#### Please Solve R.D.Sharma Class 12 Chapter 3 Inverse Trigonometric Functions Exercise Multiple Choice Questions Question 28 Maths Textbbok Solution.

Answer: $\frac{1}{2 \sqrt{2}}$

Hint: Try to solve $\sin ^{-1}$ function, then move to sin function.

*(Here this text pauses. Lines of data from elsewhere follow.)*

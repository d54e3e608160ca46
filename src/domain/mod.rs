//! Domain layer - Core business entities and logic
//!
//! Accounts, sessions, events and the participation state machine,
//! independent of persistence and transport.

pub mod event;
pub mod participant;
pub mod password;
pub mod session;
pub mod user;

pub use event::{Event, EventFilter, EventPatch, EventQuery, EventType, NewEvent};
pub use participant::{Decision, Participant, ParticipantDetails, ParticipantStatus};
pub use password::Password;
pub use session::{AccessClaims, PasswordReset, RefreshToken, SubjectClaims, TokenPair};
pub use user::{UpdateProfile, User, UserResponse, UserRole};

Given: $\sin \left(\frac{1}{4} \sin ^{-1} \frac{\sqrt{63}}{8}\right)$

Solution:

$\text { Let } \sin ^{-1} \frac{\sqrt{63}}{8}=\mathrm{y}$

$\sin y=\left(\frac{\sqrt{63}}{8}\right)$

$\cos y=\sqrt{1-\sin ^{2} y}=\sqrt{1-\frac{63}{64}}=\frac{1}{8}$

We have, $\sin \left(\frac{1}{4} \sin ^{-1} \frac{\sqrt{63}}{8}\right)=\sin \left(\frac{1}{4} y\right)$

$\\ \\ \Rightarrow \hspace{1cm}\cos y=1-2\sin^{2}\frac{y}{2}\\ \\ \Rightarrow \hspace{1cm}\frac{1}{8}=1-2\sin^{2}\frac{y}{2}\Rightarrow \sin^{2}\frac{y}{2}=\frac{7}{16}\\ \\ \Rightarrow \hspace{1cm}\sin^{2}\frac{y}{2}+\cos^{2}\frac{y}{2}=1\Rightarrow \cos^{2}\frac{y}{2}=\frac{1}{2}\\ \\ \Rightarrow \hspace{1cm}\cos \frac{y}{2}=1-2\sin^{2}\frac{y}{4}\\ \\ \Rightarrow \hspace{1cm}\sin^{2}\frac{y}{4}=\frac{\sqrt{2}-1}{2\sqrt{2}}\\ \\ \Rightarrow \hspace{1cm}\sin \frac{y}{4}=\sqrt{\frac{\sqrt{2}-1}{2\sqrt{2}}}$